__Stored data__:
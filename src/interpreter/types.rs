use std::fmt;
use std::sync::{Arc, Weak};

use super::ast::{ComponentDecl, EnumDecl};
use super::scope::FileEnv;

/// Primitive types.
#[derive(Debug, Clone, Copy, PartialEq, Eq, Hash)]
pub enum SimpleType {
    /// `bool`
    Bool,
    /// `int`
    Int,
    /// `float` (and its alias `duration`)
    Float,
    /// `string`
    String,
}

/// Reference to a component declaration together with the file that
/// declared it. Held weakly: declarations own expressions whose inferred
/// types point back at components.
#[derive(Debug, Clone)]
pub struct ComponentRef {
    /// Component type name as declared.
    pub name: String,
    /// Declaration.
    pub decl: Weak<ComponentDecl>,
    /// Declaring file.
    pub env: Weak<FileEnv>,
}

impl ComponentRef {
    /// Build a reference.
    pub fn new(decl: &Arc<ComponentDecl>, env: &Arc<FileEnv>) -> Self {
        Self {
            name: decl.name.clone(),
            decl: Arc::downgrade(decl),
            env: Arc::downgrade(env),
        }
    }

    /// Upgrade to the declaration and its file.
    pub fn resolve(&self) -> Option<(Arc<ComponentDecl>, Arc<FileEnv>)> {
        Some((self.decl.upgrade()?, self.env.upgrade()?))
    }
}

impl PartialEq for ComponentRef {
    fn eq(&self, other: &Self) -> bool {
        Weak::ptr_eq(&self.decl, &other.decl)
    }
}

/// Static type of an expression.
#[derive(Debug, Clone)]
pub enum Type {
    /// Primitive.
    Simple(SimpleType),
    /// Tuple of element types.
    Tuple(Vec<Type>),
    /// Homogeneous list.
    List(Box<Type>),
    /// Distribution over an element type.
    Outcomes(Box<Type>),
    /// Enum, compared by declaration identity.
    Enum(Arc<EnumDecl>),
    /// Component, compared by declaration identity.
    Component(ComponentRef),
    /// Unapplied method of a component.
    Method(ComponentRef, String),
    /// Statement-shaped expressions.
    Nil,
}

impl Type {
    /// `bool`
    pub const BOOL: Type = Type::Simple(SimpleType::Bool);
    /// `int`
    pub const INT: Type = Type::Simple(SimpleType::Int);
    /// `float`
    pub const FLOAT: Type = Type::Simple(SimpleType::Float);
    /// `string`
    pub const STRING: Type = Type::Simple(SimpleType::String);

    /// Whether the type is `int` or `float`.
    pub fn is_numeric(&self) -> bool {
        matches!(self, Type::Simple(SimpleType::Int | SimpleType::Float))
    }

    /// Strip an `Outcomes[..]` wrapper (implicit sampling).
    pub fn sampled(&self) -> &Type {
        match self {
            Type::Outcomes(inner) => inner.sampled(),
            other => other,
        }
    }

    /// Whether `==`/`!=` may be applied.
    pub fn supports_equality(&self) -> bool {
        !matches!(
            self,
            Type::List(_) | Type::Tuple(_) | Type::Outcomes(_) | Type::Component(_) | Type::Method(..)
        )
    }

    /// Whether a value of type `self` may be used where `target` is
    /// expected. Ints widen to floats and `Outcomes[T]` samples to `T`.
    pub fn assignable_to(&self, target: &Type) -> bool {
        if self == target {
            return true;
        }
        match (self, target) {
            (Type::Simple(SimpleType::Int), Type::Simple(SimpleType::Float)) => true,
            (Type::Outcomes(inner), Type::Outcomes(expected)) => inner.assignable_to(expected),
            (Type::Outcomes(inner), expected) => inner.assignable_to(expected),
            (Type::List(a), Type::List(b)) => a.assignable_to(b),
            (Type::Tuple(a), Type::Tuple(b)) => {
                a.len() == b.len() && a.iter().zip(b).all(|(x, y)| x.assignable_to(y))
            }
            _ => false,
        }
    }

    /// Least common type of two branches, if any.
    pub fn unify(&self, other: &Type) -> Option<Type> {
        if self.assignable_to(other) {
            Some(other.clone())
        } else if other.assignable_to(self) {
            Some(self.clone())
        } else {
            None
        }
    }
}

impl PartialEq for Type {
    fn eq(&self, other: &Self) -> bool {
        match (self, other) {
            (Type::Simple(a), Type::Simple(b)) => a == b,
            (Type::Tuple(a), Type::Tuple(b)) => a == b,
            (Type::List(a), Type::List(b)) => a == b,
            (Type::Outcomes(a), Type::Outcomes(b)) => a == b,
            (Type::Enum(a), Type::Enum(b)) => Arc::ptr_eq(a, b),
            (Type::Component(a), Type::Component(b)) => a == b,
            (Type::Method(a, m), Type::Method(b, n)) => a == b && m == n,
            (Type::Nil, Type::Nil) => true,
            _ => false,
        }
    }
}

impl fmt::Display for Type {
    fn fmt(&self, f: &mut fmt::Formatter<'_>) -> fmt::Result {
        match self {
            Type::Simple(SimpleType::Bool) => f.write_str("bool"),
            Type::Simple(SimpleType::Int) => f.write_str("int"),
            Type::Simple(SimpleType::Float) => f.write_str("float"),
            Type::Simple(SimpleType::String) => f.write_str("string"),
            Type::Tuple(items) => {
                write!(f, "Tuple[")?;
                for (i, item) in items.iter().enumerate() {
                    if i > 0 {
                        write!(f, ", ")?;
                    }
                    write!(f, "{item}")?;
                }
                write!(f, "]")
            }
            Type::List(inner) => write!(f, "List[{inner}]"),
            Type::Outcomes(inner) => write!(f, "Outcomes[{inner}]"),
            Type::Enum(decl) => f.write_str(&decl.name),
            Type::Component(component) => f.write_str(&component.name),
            Type::Method(component, method) => write!(f, "{}.{}", component.name, method),
            Type::Nil => f.write_str("nil"),
        }
    }
}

__Exercise__:
An exact copy of every record above is what's needed here.

__Exercise answer__:
filename src/interpreter/types.rs
use std::fmt;
use std::sync::{Arc, Weak};

use super::ast::{ComponentDecl, EnumDecl};
use super::scope::FileEnv;

/// Primitive types.
#[derive(Debug, Clone, Copy, PartialEq, Eq, Hash)]
pub enum SimpleType {
    /// `bool`
    Bool,
    /// `int`
    Int,
    /// `float` (and its alias `duration`)
    Float,
    /// `string`
    String,
}

/// Reference to a component declaration together with the file that
/// declared it. Held weakly: declarations own expressions whose inferred
/// types point back at components.
#[derive(Debug, Clone)]
pub struct ComponentRef {
    /// Component type name as declared.
    pub name: String,
    /// Declaration.
    pub decl: Weak<ComponentDecl>,
    /// Declaring file.
    pub env: Weak<FileEnv>,
}

impl ComponentRef {
    /// Build a reference.
    pub fn new(decl: &Arc<ComponentDecl>, env: &Arc<FileEnv>) -> Self {
        Self {
            name: decl.name.clone(),
            decl: Arc::downgrade(decl),
            env: Arc::downgrade(env),
        }
    }

    /// Upgrade to the declaration and its file.
    pub fn resolve(&self) -> Option<(Arc<ComponentDecl>, Arc<FileEnv>)> {
        Some((self.decl.upgrade()?, self.env.upgrade()?))
    }
}

impl PartialEq for ComponentRef {
    fn eq(&self, other: &Self) -> bool {
        Weak::ptr_eq(&self.decl, &other.decl)
    }
}

/// Static type of an expression.
#[derive(Debug, Clone)]
pub enum Type {
    /// Primitive.
    Simple(SimpleType),
    /// Tuple of element types.
    Tuple(Vec<Type>),
    /// Homogeneous list.
    List(Box<Type>),
    /// Distribution over an element type.
    Outcomes(Box<Type>),
    /// Enum, compared by declaration identity.
    Enum(Arc<EnumDecl>),
    /// Component, compared by declaration identity.
    Component(ComponentRef),
    /// Unapplied method of a component.
    Method(ComponentRef, String),
    /// Statement-shaped expressions.
    Nil,
}

impl Type {
    /// `bool`
    pub const BOOL: Type = Type::Simple(SimpleType::Bool);
    /// `int`
    pub const INT: Type = Type::Simple(SimpleType::Int);
    /// `float`
    pub const FLOAT: Type = Type::Simple(SimpleType::Float);
    /// `string`
    pub const STRING: Type = Type::Simple(SimpleType::String);

    /// Whether the type is `int` or `float`.
    pub fn is_numeric(&self) -> bool {
        matches!(self, Type::Simple(SimpleType::Int | SimpleType::Float))
    }

    /// Strip an `Outcomes[..]` wrapper (implicit sampling).
    pub fn sampled(&self) -> &Type {
        match self {
            Type::Outcomes(inner) => inner.sampled(),
            other => other,
        }
    }

    /// Whether `==`/`!=` may be applied.
    pub fn supports_equality(&self) -> bool {
        !matches!(
            self,
            Type::List(_) | Type::Tuple(_) | Type::Outcomes(_) | Type::Component(_) | Type::Method(..)
        )
    }

    /// Whether a value of type `self` may be used where `target` is
    /// expected. Ints widen to floats and `Outcomes[T]` samples to `T`.
    pub fn assignable_to(&self, target: &Type) -> bool {
        if self == target {
            return true;
        }
        match (self, target) {
            (Type::Simple(SimpleType::Int), Type::Simple(SimpleType::Float)) => true,
            (Type::Outcomes(inner), Type::Outcomes(expected)) => inner.assignable_to(expected),
            (Type::Outcomes(inner), expected) => inner.assignable_to(expected),
            (Type::List(a), Type::List(b)) => a.assignable_to(b),
            (Type::Tuple(a), Type::Tuple(b)) => {
                a.len() == b.len() && a.iter().zip(b).all(|(x, y)| x.assignable_to(y))
            }
            _ => false,
        }
    }

    /// Least common type of two branches, if any.
    pub fn unify(&self, other: &Type) -> Option<Type> {
        if self.assignable_to(other) {
            Some(other.clone())
        } else if other.assignable_to(self) {
            Some(self.clone())
        } else {
            None
        }
    }
}

impl PartialEq for Type {
    fn eq(&self, other: &Self) -> bool {
        match (self, other) {
            (Type::Simple(a), Type::Simple(b)) => a == b,
            (Type::Tuple(a), Type::Tuple(b)) => a == b,
            (Type::List(a), Type::List(b)) => a == b,
            (Type::Outcomes(a), Type::Outcomes(b)) => a == b,
            (Type::Enum(a), Type::Enum(b)) => Arc::ptr_eq(a, b),
            (Type::Component(a), Type::Component(b)) => a == b,
            (Type::Method(a, m), Type::Method(b, n)) => a == b && m == n,
            (Type::Nil, Type::Nil) => true,
            _ => false,
        }
    }
}

impl fmt::Display for Type {
    fn fmt(&self, f: &mut fmt::Formatter<'_>) -> fmt::Result {
        match self {
            Type::Simple(SimpleType::Bool) => f.write_str("bool"),
            Type::Simple(SimpleType::Int) => f.write_str("int"),
            Type::Simple(SimpleType::Float) => f.write_str("float"),
            Type::Simple(SimpleType::String) => f.write_str("string"),
            Type::Tuple(items) => {
                write!(f, "Tuple[")?;
                for (i, item) in items.iter().enumerate() {
                    if i > 0 {
                        write!(f, ", ")?;
                    }
                    write!(f, "{item}")?;
                }
                write!(f, "]")
            }
            Type::List(inner) => write!(f, "List[{inner}]"),
            Type::Outcomes(inner) => write!(f, "Outcomes[{inner}]"),
            Type::Enum(decl) => f.write_str(&decl.name),
            Type::Component(component) => f.write_str(&component.name),
            Type::Method(component, method) => write!(f, "{}.{}", component.name, method),
            Type::Nil => f.write_str("nil"),
        }
    }
}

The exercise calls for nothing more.